___ Source data ___

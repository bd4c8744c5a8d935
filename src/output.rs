//! CLI output formatting.
//!
//! Pure functions from results to display strings; `main` does the actual
//! printing. Keeping this separate from the procedures keeps them silent
//! and unit-testable.

use crate::imaging::{FileOutcome, OutputFormat};
use crate::types::ConversionResult;

/// Human-readable byte size: `512 B`, `1.5 KB`, `2.3 MB`.
pub fn human_size(bytes: u64) -> String {
    const KB: f64 = 1024.0;
    const MB: f64 = KB * 1024.0;
    let b = bytes as f64;
    if b >= MB {
        format!("{:.1} MB", b / MB)
    } else if b >= KB {
        format!("{:.1} KB", b / KB)
    } else {
        format!("{bytes} B")
    }
}

/// One-line before/after summary for a conversion.
pub fn size_summary(result: &ConversionResult) -> String {
    let before = human_size(result.size_before);
    let after = human_size(result.size_after);
    if result.size_after < result.size_before {
        let saved = 100 - (result.size_after * 100) / result.size_before.max(1);
        format!("{before} in, {after} out (saved {saved}%)")
    } else {
        // Packing overhead can make an archive slightly larger than the
        // sum of its inputs even though no single file grew.
        format!("{before} in, {after} out")
    }
}

fn format_label(format: OutputFormat) -> &'static str {
    match format {
        OutputFormat::Webp => "WEBP",
        OutputFormat::Png => "PNG",
        OutputFormat::Jpeg => "JPEG",
    }
}

/// Per-file report line for an image batch.
pub fn outcome_line(name: &str, outcome: &FileOutcome) -> String {
    match outcome {
        FileOutcome::Reencoded(format) => {
            format!("  {name}: re-encoded as {}", format_label(*format))
        }
        FileOutcome::KeptOriginal => {
            format!("  {name}: kept original (re-encoding would not shrink it)")
        }
        FileOutcome::Failed => format!("  {name}: could not be decoded, stored unmodified"),
    }
}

___

Exercise — Scan the lines above for the word "saved" and copy every one where it occurs.

Your response —
        let saved = 100 - (result.size_after * 100) / result.size_before.max(1);
        format!("{before} in, {after} out (saved {saved}%)")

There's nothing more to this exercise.